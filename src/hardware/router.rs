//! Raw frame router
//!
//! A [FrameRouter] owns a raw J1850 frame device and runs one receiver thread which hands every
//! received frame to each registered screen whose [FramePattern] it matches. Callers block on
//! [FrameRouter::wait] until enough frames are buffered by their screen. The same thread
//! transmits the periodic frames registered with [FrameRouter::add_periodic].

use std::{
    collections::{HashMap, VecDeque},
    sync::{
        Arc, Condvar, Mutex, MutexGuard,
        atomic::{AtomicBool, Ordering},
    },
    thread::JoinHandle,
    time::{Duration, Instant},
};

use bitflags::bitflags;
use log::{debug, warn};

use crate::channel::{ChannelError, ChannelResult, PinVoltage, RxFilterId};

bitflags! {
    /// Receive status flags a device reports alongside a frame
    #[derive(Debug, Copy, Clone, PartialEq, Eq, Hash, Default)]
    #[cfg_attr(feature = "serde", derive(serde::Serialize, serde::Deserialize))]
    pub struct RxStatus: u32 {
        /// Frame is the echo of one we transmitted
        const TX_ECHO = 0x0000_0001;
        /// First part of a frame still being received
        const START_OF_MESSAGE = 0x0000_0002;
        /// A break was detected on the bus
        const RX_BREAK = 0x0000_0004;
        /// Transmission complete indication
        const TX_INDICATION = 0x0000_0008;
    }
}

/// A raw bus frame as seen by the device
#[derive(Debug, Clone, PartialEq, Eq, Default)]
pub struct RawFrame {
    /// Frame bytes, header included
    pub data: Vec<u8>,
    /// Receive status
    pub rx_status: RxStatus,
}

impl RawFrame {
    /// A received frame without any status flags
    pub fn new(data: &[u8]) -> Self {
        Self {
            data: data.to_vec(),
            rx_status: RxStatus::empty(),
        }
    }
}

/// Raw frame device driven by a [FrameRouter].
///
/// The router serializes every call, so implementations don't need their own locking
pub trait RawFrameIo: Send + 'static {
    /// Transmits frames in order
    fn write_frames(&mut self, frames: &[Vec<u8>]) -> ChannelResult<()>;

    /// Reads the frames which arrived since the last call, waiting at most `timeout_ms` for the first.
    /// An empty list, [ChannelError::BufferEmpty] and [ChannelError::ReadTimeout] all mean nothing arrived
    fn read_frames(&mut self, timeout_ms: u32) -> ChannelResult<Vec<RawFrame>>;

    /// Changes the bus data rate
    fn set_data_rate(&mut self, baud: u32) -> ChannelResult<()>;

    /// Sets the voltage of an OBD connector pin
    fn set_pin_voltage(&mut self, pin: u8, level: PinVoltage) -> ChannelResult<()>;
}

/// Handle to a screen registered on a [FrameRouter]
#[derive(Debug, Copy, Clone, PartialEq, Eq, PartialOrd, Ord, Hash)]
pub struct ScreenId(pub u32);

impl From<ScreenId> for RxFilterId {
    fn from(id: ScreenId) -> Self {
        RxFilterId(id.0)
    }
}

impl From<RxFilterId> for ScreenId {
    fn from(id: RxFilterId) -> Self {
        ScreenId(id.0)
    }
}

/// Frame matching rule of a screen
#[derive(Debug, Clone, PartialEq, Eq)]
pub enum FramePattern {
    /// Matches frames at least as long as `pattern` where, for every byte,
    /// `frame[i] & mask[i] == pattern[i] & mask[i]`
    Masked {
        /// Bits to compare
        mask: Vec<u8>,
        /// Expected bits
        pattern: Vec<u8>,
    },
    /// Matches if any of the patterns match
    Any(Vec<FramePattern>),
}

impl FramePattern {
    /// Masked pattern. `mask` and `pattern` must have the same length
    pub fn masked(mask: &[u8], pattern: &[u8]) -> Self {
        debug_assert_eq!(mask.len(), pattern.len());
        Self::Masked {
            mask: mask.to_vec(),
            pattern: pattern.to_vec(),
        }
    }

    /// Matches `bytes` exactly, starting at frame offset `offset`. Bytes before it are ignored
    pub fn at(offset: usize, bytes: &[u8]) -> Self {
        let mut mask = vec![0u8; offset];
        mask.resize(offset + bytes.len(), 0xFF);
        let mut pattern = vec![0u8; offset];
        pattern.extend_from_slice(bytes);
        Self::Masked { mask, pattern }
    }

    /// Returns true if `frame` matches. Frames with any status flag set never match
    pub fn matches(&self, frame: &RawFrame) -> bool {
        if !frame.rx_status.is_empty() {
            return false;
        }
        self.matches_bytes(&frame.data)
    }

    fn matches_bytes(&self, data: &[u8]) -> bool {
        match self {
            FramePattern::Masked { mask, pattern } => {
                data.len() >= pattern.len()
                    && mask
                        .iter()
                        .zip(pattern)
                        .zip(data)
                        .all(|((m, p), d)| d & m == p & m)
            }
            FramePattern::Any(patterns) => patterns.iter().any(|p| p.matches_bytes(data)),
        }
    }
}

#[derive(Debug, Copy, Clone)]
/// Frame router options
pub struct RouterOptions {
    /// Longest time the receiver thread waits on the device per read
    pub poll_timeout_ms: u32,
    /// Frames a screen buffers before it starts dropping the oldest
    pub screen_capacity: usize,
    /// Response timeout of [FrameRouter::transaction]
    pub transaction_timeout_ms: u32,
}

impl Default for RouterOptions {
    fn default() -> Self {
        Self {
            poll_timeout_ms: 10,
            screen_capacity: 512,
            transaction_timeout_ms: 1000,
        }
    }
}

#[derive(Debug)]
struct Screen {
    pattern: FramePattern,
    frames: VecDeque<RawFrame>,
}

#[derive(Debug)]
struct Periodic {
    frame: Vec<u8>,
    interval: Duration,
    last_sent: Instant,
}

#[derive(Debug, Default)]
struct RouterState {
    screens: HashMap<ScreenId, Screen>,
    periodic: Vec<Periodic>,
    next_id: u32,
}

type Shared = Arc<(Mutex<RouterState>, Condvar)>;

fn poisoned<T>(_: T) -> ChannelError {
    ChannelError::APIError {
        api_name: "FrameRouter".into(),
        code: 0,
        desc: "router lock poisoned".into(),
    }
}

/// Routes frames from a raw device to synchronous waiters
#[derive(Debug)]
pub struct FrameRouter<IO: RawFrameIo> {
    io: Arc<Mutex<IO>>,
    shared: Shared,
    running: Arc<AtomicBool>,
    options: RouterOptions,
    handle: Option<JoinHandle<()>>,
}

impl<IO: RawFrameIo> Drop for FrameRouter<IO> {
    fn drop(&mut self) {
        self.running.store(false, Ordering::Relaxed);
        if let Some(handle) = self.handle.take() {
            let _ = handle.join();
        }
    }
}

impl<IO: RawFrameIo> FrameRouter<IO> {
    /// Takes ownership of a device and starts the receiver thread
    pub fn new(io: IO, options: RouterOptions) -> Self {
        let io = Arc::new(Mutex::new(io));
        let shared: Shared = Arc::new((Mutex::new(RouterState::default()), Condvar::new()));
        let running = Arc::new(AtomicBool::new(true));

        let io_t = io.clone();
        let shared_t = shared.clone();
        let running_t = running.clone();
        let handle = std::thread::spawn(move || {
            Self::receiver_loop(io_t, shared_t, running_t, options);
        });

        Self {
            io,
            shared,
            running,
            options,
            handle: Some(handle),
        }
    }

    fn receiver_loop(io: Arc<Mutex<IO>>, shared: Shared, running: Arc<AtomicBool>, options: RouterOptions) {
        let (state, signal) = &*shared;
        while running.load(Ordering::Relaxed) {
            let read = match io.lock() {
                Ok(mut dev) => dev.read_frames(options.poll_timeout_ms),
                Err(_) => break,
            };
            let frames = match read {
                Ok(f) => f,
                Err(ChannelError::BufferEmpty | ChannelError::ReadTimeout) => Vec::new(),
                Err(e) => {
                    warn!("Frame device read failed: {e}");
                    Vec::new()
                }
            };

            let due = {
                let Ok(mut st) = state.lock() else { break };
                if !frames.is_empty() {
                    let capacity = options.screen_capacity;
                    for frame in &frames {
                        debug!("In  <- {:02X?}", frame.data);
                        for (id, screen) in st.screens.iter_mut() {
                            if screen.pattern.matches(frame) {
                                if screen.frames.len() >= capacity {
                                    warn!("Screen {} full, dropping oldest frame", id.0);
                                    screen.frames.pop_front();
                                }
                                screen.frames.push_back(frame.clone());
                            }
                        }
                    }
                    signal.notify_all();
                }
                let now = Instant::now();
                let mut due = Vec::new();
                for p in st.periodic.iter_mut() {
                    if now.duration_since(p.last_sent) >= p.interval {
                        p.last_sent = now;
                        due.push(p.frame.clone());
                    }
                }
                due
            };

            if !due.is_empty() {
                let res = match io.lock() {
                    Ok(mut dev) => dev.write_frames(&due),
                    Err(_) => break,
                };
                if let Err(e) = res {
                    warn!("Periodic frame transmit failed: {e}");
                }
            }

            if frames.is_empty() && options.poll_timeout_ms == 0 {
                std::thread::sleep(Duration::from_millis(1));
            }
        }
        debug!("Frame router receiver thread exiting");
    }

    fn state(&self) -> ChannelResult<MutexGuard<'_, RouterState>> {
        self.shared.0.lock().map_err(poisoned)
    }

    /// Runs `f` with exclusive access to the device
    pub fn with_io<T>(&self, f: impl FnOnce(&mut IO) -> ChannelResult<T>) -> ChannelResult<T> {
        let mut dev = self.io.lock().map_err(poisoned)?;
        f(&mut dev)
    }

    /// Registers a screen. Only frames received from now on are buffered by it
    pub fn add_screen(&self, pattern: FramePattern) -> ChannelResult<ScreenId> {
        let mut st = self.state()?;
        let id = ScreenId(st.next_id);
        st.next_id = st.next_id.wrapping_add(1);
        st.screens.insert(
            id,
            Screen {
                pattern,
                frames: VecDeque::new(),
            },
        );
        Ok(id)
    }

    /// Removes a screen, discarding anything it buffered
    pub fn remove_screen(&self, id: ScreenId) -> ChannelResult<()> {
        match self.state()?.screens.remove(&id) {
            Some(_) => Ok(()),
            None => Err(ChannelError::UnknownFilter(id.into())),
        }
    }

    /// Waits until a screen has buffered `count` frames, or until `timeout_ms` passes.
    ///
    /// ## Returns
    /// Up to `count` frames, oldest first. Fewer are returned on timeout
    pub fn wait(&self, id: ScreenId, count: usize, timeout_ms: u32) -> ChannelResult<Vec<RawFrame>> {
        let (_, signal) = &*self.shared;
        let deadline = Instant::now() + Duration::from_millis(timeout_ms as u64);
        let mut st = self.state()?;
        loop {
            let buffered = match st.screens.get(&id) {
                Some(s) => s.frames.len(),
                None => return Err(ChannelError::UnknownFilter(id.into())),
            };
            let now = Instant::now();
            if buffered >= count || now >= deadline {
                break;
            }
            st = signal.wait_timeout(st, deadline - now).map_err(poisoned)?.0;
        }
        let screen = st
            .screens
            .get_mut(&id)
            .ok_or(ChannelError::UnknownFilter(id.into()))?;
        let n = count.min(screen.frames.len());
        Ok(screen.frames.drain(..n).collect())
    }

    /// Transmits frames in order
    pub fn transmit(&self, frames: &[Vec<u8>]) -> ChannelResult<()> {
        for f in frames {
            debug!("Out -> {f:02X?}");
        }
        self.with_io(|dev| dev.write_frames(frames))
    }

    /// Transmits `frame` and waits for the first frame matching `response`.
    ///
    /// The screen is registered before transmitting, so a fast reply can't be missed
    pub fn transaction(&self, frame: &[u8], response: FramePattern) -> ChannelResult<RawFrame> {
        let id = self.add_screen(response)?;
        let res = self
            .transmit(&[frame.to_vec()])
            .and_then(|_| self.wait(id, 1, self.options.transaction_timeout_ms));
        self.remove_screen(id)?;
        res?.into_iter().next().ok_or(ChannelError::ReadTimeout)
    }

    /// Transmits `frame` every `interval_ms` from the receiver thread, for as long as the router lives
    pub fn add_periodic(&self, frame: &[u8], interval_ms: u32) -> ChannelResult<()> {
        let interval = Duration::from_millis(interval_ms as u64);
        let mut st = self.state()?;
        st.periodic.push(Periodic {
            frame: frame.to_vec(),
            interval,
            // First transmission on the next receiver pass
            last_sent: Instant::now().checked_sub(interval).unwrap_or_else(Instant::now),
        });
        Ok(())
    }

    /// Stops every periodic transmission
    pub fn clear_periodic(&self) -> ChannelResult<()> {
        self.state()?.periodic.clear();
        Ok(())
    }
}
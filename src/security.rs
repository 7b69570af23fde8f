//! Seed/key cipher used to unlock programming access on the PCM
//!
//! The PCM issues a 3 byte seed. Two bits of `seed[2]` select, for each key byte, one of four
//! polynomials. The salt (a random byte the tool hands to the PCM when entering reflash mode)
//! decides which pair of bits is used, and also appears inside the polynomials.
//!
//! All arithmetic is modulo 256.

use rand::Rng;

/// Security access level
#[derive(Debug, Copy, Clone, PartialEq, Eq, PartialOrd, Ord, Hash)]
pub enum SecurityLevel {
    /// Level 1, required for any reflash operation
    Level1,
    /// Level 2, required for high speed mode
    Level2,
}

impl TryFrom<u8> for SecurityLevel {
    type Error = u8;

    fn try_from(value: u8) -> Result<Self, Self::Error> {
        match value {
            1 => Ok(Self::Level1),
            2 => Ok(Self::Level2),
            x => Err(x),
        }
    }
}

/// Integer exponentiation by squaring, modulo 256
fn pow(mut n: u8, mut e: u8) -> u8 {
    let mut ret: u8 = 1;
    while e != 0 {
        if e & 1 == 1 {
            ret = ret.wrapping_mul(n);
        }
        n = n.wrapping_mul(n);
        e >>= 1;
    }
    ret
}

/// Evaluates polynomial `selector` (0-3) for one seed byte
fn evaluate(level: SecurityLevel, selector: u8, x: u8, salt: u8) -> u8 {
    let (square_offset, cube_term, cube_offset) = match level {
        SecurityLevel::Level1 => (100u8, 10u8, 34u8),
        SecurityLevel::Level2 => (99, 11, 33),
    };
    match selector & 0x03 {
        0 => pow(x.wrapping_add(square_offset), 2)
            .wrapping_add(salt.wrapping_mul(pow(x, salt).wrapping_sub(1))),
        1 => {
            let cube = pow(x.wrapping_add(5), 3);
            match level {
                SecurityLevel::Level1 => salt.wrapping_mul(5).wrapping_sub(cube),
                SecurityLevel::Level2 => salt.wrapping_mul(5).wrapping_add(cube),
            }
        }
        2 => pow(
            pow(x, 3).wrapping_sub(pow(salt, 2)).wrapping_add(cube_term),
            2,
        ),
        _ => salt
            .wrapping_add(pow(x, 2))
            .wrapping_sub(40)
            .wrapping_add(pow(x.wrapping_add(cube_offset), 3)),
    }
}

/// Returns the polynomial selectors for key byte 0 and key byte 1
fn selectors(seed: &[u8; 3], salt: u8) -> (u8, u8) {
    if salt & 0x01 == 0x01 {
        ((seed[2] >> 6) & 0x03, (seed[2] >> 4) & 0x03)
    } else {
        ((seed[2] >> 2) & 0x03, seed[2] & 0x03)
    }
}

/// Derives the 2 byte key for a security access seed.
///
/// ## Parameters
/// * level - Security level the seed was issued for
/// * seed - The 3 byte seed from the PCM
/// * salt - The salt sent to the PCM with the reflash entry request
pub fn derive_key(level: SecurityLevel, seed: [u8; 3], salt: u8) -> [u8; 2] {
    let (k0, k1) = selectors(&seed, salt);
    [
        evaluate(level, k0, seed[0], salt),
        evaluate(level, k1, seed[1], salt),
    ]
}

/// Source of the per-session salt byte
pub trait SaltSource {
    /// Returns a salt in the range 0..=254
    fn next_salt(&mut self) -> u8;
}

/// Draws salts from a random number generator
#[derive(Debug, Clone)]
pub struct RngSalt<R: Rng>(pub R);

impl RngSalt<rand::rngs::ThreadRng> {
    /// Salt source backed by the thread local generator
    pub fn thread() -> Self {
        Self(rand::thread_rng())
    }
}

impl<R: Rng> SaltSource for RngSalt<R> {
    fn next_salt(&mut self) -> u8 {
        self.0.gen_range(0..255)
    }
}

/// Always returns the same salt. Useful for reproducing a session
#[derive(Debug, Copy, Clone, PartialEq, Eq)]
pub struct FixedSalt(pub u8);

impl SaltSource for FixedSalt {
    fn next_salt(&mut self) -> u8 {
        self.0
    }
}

+++

Task details
From the records above, transcribe exactly the run of lines that opens with the line holding "starts the receiver thread" and closes with the line holding "let shared: Shared", both included.

The answer
    /// Takes ownership of a device and starts the receiver thread
    pub fn new(io: IO, options: RouterOptions) -> Self {
        let io = Arc::new(Mutex::new(io));
        let shared: Shared = Arc::new((Mutex::new(RouterState::default()), Condvar::new()));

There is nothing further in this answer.